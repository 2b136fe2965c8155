//! Resource reconciler - the generic CRUD lifecycle
//!
//! One algorithm serves every resource kind. A kind contributes only its
//! [`Schema`] and an [`AttributeCodec`]; the reconciler does the rest:
//!
//! - Create: validate, send, take the assigned id, then refresh
//! - Read: fetch, decode, merge into the local state
//! - Update: reject force-replace changes, send only the changed fields,
//!   stamp the touch field, then refresh
//! - Delete: idempotent, a missing remote object counts as deleted
//! - Import: adopt an external id and refresh
//!
//! Each call works on exactly one [`DeclaredState`], borrowed mutably for the
//! duration of the call. The reconciler itself holds no mutable state, so a
//! host may run many of them concurrently against a shared client.

use std::fmt;
use std::sync::Arc;

use crate::client::{ApiError, RemoteApi};
use crate::codec::{AttributeCodec, RemoteObject};
use crate::error::{Error, Operation, Result};
use crate::schema::Schema;
use crate::state::{Changes, DeclaredState};

/// Capabilities a resource kind provides to the reconciler
pub trait ResourceKind: Send + Sync + fmt::Debug {
    /// Registry key (e.g., "latitudesh_server")
    fn name(&self) -> &'static str;

    /// Remote collection path (e.g., "servers")
    fn collection(&self) -> &'static str;

    fn schema(&self) -> &Schema;

    fn codec(&self) -> &dyn AttributeCodec;
}

/// Drives one resource kind through its lifecycle against a remote API
#[derive(Clone)]
pub struct Reconciler {
    kind: Arc<dyn ResourceKind>,
    client: Arc<dyn RemoteApi>,
}

impl fmt::Debug for Reconciler {
    fn fmt(&self, f: &mut fmt::Formatter<'_>) -> fmt::Result {
        f.debug_struct("Reconciler")
            .field("kind", &self.kind.name())
            .finish_non_exhaustive()
    }
}

impl Reconciler {
    pub fn new(kind: Arc<dyn ResourceKind>, client: Arc<dyn RemoteApi>) -> Self {
        Self { kind, client }
    }

    pub fn kind(&self) -> &dyn ResourceKind {
        self.kind.as_ref()
    }

    pub fn schema(&self) -> &Schema {
        self.kind.schema()
    }

    fn name(&self) -> String {
        self.kind.name().to_string()
    }

    fn remote(&self, operation: Operation, source: ApiError) -> Error {
        Error::Remote {
            operation,
            kind: self.name(),
            source,
        }
    }

    fn invalid_state(&self, operation: Operation, reason: &str) -> Error {
        Error::InvalidState {
            operation,
            kind: self.name(),
            reason: reason.to_string(),
        }
    }

    /// Create the remote object for a state that does not exist yet
    ///
    /// On success the state carries the assigned identifier and every
    /// computed field. If the create call fails the state is untouched. If
    /// the follow-up refresh fails, the identifier is kept so the host can
    /// still track the object it just created.
    pub fn create(&self, state: &mut DeclaredState) -> Result<()> {
        if state.exists() {
            return Err(self.invalid_state(
                Operation::Create,
                &format!("already exists with id {}", state.id()),
            ));
        }
        self.schema().validate_config(state)?;

        let request = self.kind.codec().encode(self.schema(), state);
        log::debug!(
            "create {}: sending {} attribute(s)",
            self.kind.name(),
            request.attributes.len()
        );

        let created = self
            .client
            .create(self.kind.collection(), &request)
            .map_err(|e| self.remote(Operation::Create, e))?;
        if created.id.is_empty() {
            return Err(Error::MalformedResponse {
                kind: self.name(),
                field: "id".to_string(),
                reason: "create response carries no identifier".to_string(),
            });
        }

        log::debug!("create {}: assigned id {}", self.kind.name(), created.id);
        state.set_id(created.id);
        self.refresh(Operation::Create, state)
    }

    /// Refresh the state from the remote object
    ///
    /// A missing remote object fails with a not-found error, leaving the
    /// state unchanged; hosts check [`Error::is_not_found`] to drop it.
    pub fn read(&self, state: &mut DeclaredState) -> Result<()> {
        if !state.exists() {
            return Err(self.invalid_state(Operation::Read, "no identifier, not created yet"));
        }
        self.refresh(Operation::Read, state)
    }

    /// Apply in-place changes to an existing object
    ///
    /// Only the changed fields are sent. A change to any force-replace field
    /// is rejected before any network call. An empty change set does nothing.
    pub fn update(&self, state: &mut DeclaredState, changes: &Changes) -> Result<()> {
        if !state.exists() {
            return Err(self.invalid_state(Operation::Update, "no identifier, not created yet"));
        }
        self.schema().validate_changes(changes)?;

        if changes.is_empty() {
            log::debug!("update {} {}: nothing to change", self.kind.name(), state.id());
            return Ok(());
        }

        let mut delta = DeclaredState::with_id(state.id());
        for (name, value) in changes {
            delta.set(name.as_str(), value.clone());
        }
        let request = self.kind.codec().encode(self.schema(), &delta);
        log::debug!(
            "update {} {}: sending {}",
            self.kind.name(),
            state.id(),
            changes.keys().cloned().collect::<Vec<_>>().join(", ")
        );

        self.client
            .update(self.kind.collection(), state.id(), &request)
            .map_err(|e| self.remote(Operation::Update, e))?;

        for (name, value) in changes {
            state.set(name.as_str(), value.clone());
        }
        if let Some(touch) = self.schema().touch_field() {
            state.set(touch, chrono::Utc::now().to_rfc3339());
        }
        self.refresh(Operation::Update, state)
    }

    /// Delete the remote object and clear the identifier
    ///
    /// Deleting a state with no identifier, or one whose remote object is
    /// already gone, succeeds.
    pub fn delete(&self, state: &mut DeclaredState) -> Result<()> {
        if !state.exists() {
            log::debug!("delete {}: no identifier, nothing to do", self.kind.name());
            return Ok(());
        }

        match self.client.delete(self.kind.collection(), state.id()) {
            Ok(()) => {}
            Err(ApiError::NotFound) => {
                log::debug!(
                    "delete {} {}: already absent remotely",
                    self.kind.name(),
                    state.id()
                );
            }
            Err(e) => return Err(self.remote(Operation::Delete, e)),
        }

        state.clear_id();
        Ok(())
    }

    /// Bring an existing remote object under management
    pub fn import(&self, id: &str) -> Result<DeclaredState> {
        if !self.schema().supports_import() {
            return Err(Error::ImportUnsupported(self.name()));
        }
        if id.trim().is_empty() {
            return Err(self.invalid_state(Operation::Import, "identifier is empty"));
        }

        let mut state = DeclaredState::with_id(id);
        self.refresh(Operation::Import, &mut state)?;
        Ok(state)
    }

    fn fetch(&self, operation: Operation, id: &str) -> Result<RemoteObject> {
        self.client
            .get(self.kind.collection(), id)
            .map_err(|e| match e {
                ApiError::NotFound => Error::NotFound {
                    kind: self.name(),
                    target: id.to_string(),
                },
                other => self.remote(operation, other),
            })
    }

    fn refresh(&self, operation: Operation, state: &mut DeclaredState) -> Result<()> {
        let object = self.fetch(operation, state.id())?;
        let remote = self.kind.codec().decode(self.schema(), &object)?;
        merge(self.schema(), state, &remote);
        log::debug!(
            "{} {} {}: refreshed {} field(s)",
            operation,
            self.kind.name(),
            state.id(),
            remote.len()
        );
        Ok(())
    }
}

/// Merge a decoded remote state into the local one
///
/// Computed fields and in-place inputs follow the remote object.
/// Force-replace inputs keep the caller's value and are only filled in when
/// the local state has none (import). Fields the remote did not return are
/// left alone.
fn merge(schema: &Schema, local: &mut DeclaredState, remote: &DeclaredState) {
    for descriptor in schema.fields() {
        let Some(value) = remote.get(descriptor.name) else {
            continue;
        };
        if descriptor.force_replace && descriptor.is_input() && local.contains(descriptor.name) {
            continue;
        }
        local.set(descriptor.name, value.clone());
    }
}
____________
Task description => Keep only the lines of the listing that contain the word "return", and copy them.

Task response =>
            return Err(self.invalid_state(
            return Err(Error::MalformedResponse {
            return Err(self.invalid_state(Operation::Read, "no identifier, not created yet"));
            return Err(self.invalid_state(Operation::Update, "no identifier, not created yet"));
            return Ok(());
            return Ok(());
            Err(e) => return Err(self.remote(Operation::Delete, e)),
            return Err(Error::ImportUnsupported(self.name()));
            return Err(self.invalid_state(Operation::Import, "identifier is empty"));
/// the local state has none (import). Fields the remote did not return are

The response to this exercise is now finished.